Positioning tells a more relaxed story than the price action suggests. Short interest has dropped roughly 9% over the past week to 3.1% of the free float — a meaningful retreat from early April levels near 4% of float. The move mirrors a broader unwind: shorts are down almost 25% over the past month. Borrowing costs have also eased significantly, falling to 6.5% annualised from above 10% a month ago, and down 68% over 30 days. Availability in the lending pool is ample, with shares freely accessible for new short positions. The ORTEX short score of 52.3 — down from 56.6 on May 8 — reflects the same softening. This is not a crowded short.
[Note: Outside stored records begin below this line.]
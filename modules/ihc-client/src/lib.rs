pub mod error;
pub mod types;

pub use error::{IhcError, Result};
pub use types::{ComputeIhcRequest, IhcResponse, IhcScore, PartialFailureError};

use serde::Serialize;
use std::time::Duration;
use types::ResponseEnvelope;

pub const DEFAULT_BASE_URL: &str = "https://api.ihc-attribution.com/v1";

pub struct IhcClient {
    client: reqwest::Client,
    base_url: String,
    api_key: String,
    conv_type_id: String,
}

impl IhcClient {
    pub fn new(base_url: &str, api_key: &str, conv_type_id: &str, timeout: Duration) -> Result<Self> {
        let client = reqwest::Client::builder().timeout(timeout).build()?;

        Ok(Self {
            client,
            base_url: base_url.trim_end_matches('/').to_string(),
            api_key: api_key.to_string(),
            conv_type_id: conv_type_id.to_string(),
        })
    }

    /// Submit a set of customer journeys for attribution scoring.
    ///
    /// Returns `Ok` for both a full success and a reported partial failure;
    /// everything else (network, non-2xx without a failure report, unknown
    /// body) is an error.
    pub async fn compute_ihc<T: Serialize>(&self, journeys: &[T]) -> Result<IhcResponse> {
        let url = format!("{}/compute_ihc", self.base_url);
        let body = ComputeIhcRequest {
            customer_journeys: journeys,
        };

        tracing::debug!(records = journeys.len(), "Submitting journeys to IHC");

        let resp = self
            .client
            .post(&url)
            .query(&[("conv_type_id", self.conv_type_id.as_str())])
            .header("Content-Type", "application/json")
            .header("x-api-key", &self.api_key)
            .json(&body)
            .send()
            .await?;

        let status = resp.status().as_u16();
        let text = resp.text().await?;
        parse_response(status, &text)
    }
}

/// Decode an HTTP status and body into an [`IhcResponse`].
pub fn parse_response(http_status: u16, body: &str) -> Result<IhcResponse> {
    let success = (200..300).contains(&http_status);

    let envelope: ResponseEnvelope = match serde_json::from_str(body) {
        Ok(envelope) => envelope,
        Err(_) if !success => {
            return Err(IhcError::Api {
                status: http_status,
                body: body.to_string(),
            });
        }
        Err(e) => return Err(e.into()),
    };

    if let Some(errors) = envelope.partial_failure_errors.filter(|e| !e.is_empty()) {
        return Ok(IhcResponse::PartialFailure {
            errors: errors.into_iter().map(PartialFailureError::from).collect(),
        });
    }

    if !success {
        return Err(IhcError::Api {
            status: http_status,
            body: body.to_string(),
        });
    }

    match (envelope.status_code, envelope.value) {
        (Some(code), Some(scores)) if (200..300).contains(&code) => Ok(IhcResponse::Scored {
            status_code: code,
            scores,
        }),
        (Some(code), _) => Err(IhcError::Protocol(format!(
            "statusCode {code} without a scored value list"
        ))),
        (None, _) => Err(IhcError::Protocol(
            "response has neither statusCode nor partialFailureErrors".to_string(),
        )),
    }
}

#[cfg(test)]
mod tests {
    use super::*;

    #[test]
    fn success_envelope_yields_scores() {
        let body = r#"{
            "statusCode": 200,
            "value": [
                {"conversion_id": "C1", "session_id": "S1", "initializer": 0.5,
                 "holder": 0.2, "closer": 0.3, "ihc": 0.4, "extra": "ignored"}
            ]
        }"#;

        let resp = parse_response(200, body).unwrap();
        match resp {
            IhcResponse::Scored { status_code, scores } => {
                assert_eq!(status_code, 200);
                assert_eq!(scores.len(), 1);
                assert_eq!(scores[0].session_id, "S1");
                assert_eq!(scores[0].ihc, 0.4);
            }
            other => panic!("expected scored response, got {other:?}"),
        }
    }

    #[test]
    fn partial_failure_wins_over_value() {
        let body = r#"{
            "statusCode": 206,
            "value": [],
            "partialFailureErrors": [{"message": "session S9 has no timestamp"}, "bad row"]
        }"#;

        let resp = parse_response(200, body).unwrap();
        let IhcResponse::PartialFailure { errors } = resp else {
            panic!("expected partial failure");
        };
        assert_eq!(errors.len(), 2);
        assert_eq!(errors[0].message, "session S9 has no timestamp");
        assert_eq!(errors[1].message, "bad row");
    }

    #[test]
    fn partial_failure_on_error_status_is_not_an_error() {
        let body = r#"{"partialFailureErrors": [{"error": "invalid channel"}]}"#;
        let resp = parse_response(400, body).unwrap();
        assert!(matches!(resp, IhcResponse::PartialFailure { .. }));
    }

    #[test]
    fn empty_partial_failure_list_is_ignored() {
        let body = r#"{"statusCode": 200, "value": [], "partialFailureErrors": []}"#;
        let resp = parse_response(200, body).unwrap();
        assert!(matches!(resp, IhcResponse::Scored { .. }));
    }

    #[test]
    fn non_json_error_body_is_api_error() {
        let err = parse_response(502, "Bad Gateway").unwrap_err();
        assert!(matches!(err, IhcError::Api { status: 502, .. }));
    }

    #[test]
    fn non_json_success_body_is_parse_error() {
        let err = parse_response(200, "<html>").unwrap_err();
        assert!(matches!(err, IhcError::Parse(_)));
    }

    #[test]
    fn unknown_shape_is_protocol_error() {
        let err = parse_response(200, r#"{"hello": "world"}"#).unwrap_err();
        assert!(matches!(err, IhcError::Protocol(_)));

        let err = parse_response(200, r#"{"statusCode": 500}"#).unwrap_err();
        assert!(matches!(err, IhcError::Protocol(_)));
    }

    #[test]
    fn request_body_wraps_journeys() {
        let journeys = vec![serde_json::json!({"conversion_id": "C1"})];
        let body = serde_json::to_value(ComputeIhcRequest {
            customer_journeys: &journeys,
        })
        .unwrap();
        assert_eq!(body["customer_journeys"][0]["conversion_id"], "C1");
    }

    #[test]
    fn base_url_trailing_slash_is_trimmed() {
        let client = IhcClient::new(
            "https://scorer.test/v1/",
            "key",
            "conv",
            Duration::from_secs(5),
        )
        .unwrap();
        assert_eq!(client.base_url, "https://scorer.test/v1");
    }
}
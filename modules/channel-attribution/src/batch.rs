//! Splits the touchpoint set into scorer-sized batches.

use std::cmp::Reverse;
use std::collections::{BTreeSet, HashSet};

use crate::grouping::group_by_key;
use crate::types::JourneyTouchpoint;

/// Size limits for a scoring batch.
#[derive(Debug, Clone, Copy, PartialEq, Eq)]
pub struct BatchLimits {
    /// A journey with at least this many touches is scored on its own.
    pub max_customer_journeys: usize,
    /// Touch budget for a packed batch.
    pub max_sessions: usize,
}

/// A unit of submission to the scorer. Journeys are never split across
/// batches.
#[derive(Debug, Clone, PartialEq)]
pub struct Batch {
    pub touchpoints: Vec<JourneyTouchpoint>,
    /// True when this batch holds a single journey isolated for its size.
    pub oversized: bool,
}

impl Batch {
    pub fn len(&self) -> usize {
        self.touchpoints.len()
    }

    pub fn is_empty(&self) -> bool {
        self.touchpoints.is_empty()
    }

    pub fn conversion_ids(&self) -> BTreeSet<&str> {
        self.touchpoints
            .iter()
            .map(|t| t.conversion_id.as_str())
            .collect()
    }

    /// Every `(conversion_id, session_id)` submitted in this batch.
    pub fn submitted_pairs(&self) -> HashSet<(&str, &str)> {
        self.touchpoints
            .iter()
            .map(|t| (t.conversion_id.as_str(), t.session_id.as_str()))
            .collect()
    }
}

/// Partition `touchpoints` into batches.
///
/// Oversized journeys come first, largest first (ties by conversion_id).
/// The rest are packed greedily in conversion_id order while the running
/// touch count stays within `max_sessions`.
pub fn split_into_batches(touchpoints: Vec<JourneyTouchpoint>, limits: &BatchLimits) -> Vec<Batch> {
    let journeys = group_by_key(touchpoints, |t| t.conversion_id.clone());

    let (mut oversized, normal): (Vec<_>, Vec<_>) = journeys
        .into_values()
        .partition(|journey| journey.len() >= limits.max_customer_journeys);
    oversized.sort_by_key(|journey| Reverse(journey.len()));

    let mut batches: Vec<Batch> = oversized
        .into_iter()
        .map(|touchpoints| Batch {
            touchpoints,
            oversized: true,
        })
        .collect();

    let mut current: Vec<JourneyTouchpoint> = Vec::new();
    for journey in normal {
        if !current.is_empty() && current.len() + journey.len() > limits.max_sessions {
            batches.push(Batch {
                touchpoints: std::mem::take(&mut current),
                oversized: false,
            });
        }
        current.extend(journey);
    }
    if !current.is_empty() {
        batches.push(Batch {
            touchpoints: current,
            oversized: false,
        });
    }

    batches
}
The Street is uniformly bullish in rating but increasingly divided on where the stock eventually lands. All covering analysts carry Buy ratings. Lake Street initiated in March with a $1.50 target — the most recent action, and the most cautious. That sits well above the current $0.38 price, yet is a fraction of HC Wainwright's $8.00 target. The mean target of approximately $3.17 implies significant upside on paper, but the dispersion between analysts is wide, and targets have been cut repeatedly over the past year. The bull case centres on FemBloc commercialisation — European revenue recognition was flagged as possible in the first half of 2026 — while bears point to the need for roughly $60 million in additional financing to sustain operations to 2038, plus competition and clinical execution risk. EPS momentum ranks in the bottom third of the universe, and EPS surprise scores near the bottom decile, suggesting estimates have been consistently missed.
Institutional ownership is thinly spread. Dauntless Investment Group holds the largest stake at 9.8% of shares, having added 2 million shares in the quarter to December 2025. Vanguard added 464,000 shares in the March 2026 quarter, bringing its holding to 2.3% of shares. Notably, PharmaCyte Biotech holds a 695,537-share position, disclosed in March 2026 as a new entry. These are small-cap specialist and passive buyers rather than activist conviction. The most recent insider trades on record date from August 2025, when the CEO and CFO both made modest open-market purchases below $0.52 — a signal of alignment, but the data is now stale.
The earnings history adds useful context ahead of Thursday's event. The last four prints produced moves of -10%, +3%, +11%, and -20% on the first day. The range is wide and the direction has been inconsistent. The two largest reactions were both negative. A May 8 announcement already clipped the stock 10%, so investors are approaching this week's event with recent volatility fresh in mind. Close peer ARAY fell 32% over the past week, illustrating the fragility of small health-care equipment names in the current tape. NPCE dropped 7.3% on the week; IDXX lost 5.2%.
What to watch is whether the May 15 print carries any update on FemBloc European commercial timing — the one concrete catalyst the bull case depends on — and whether the financing runway commentary shifts from the bearish $60 million figure that has been hanging over the story.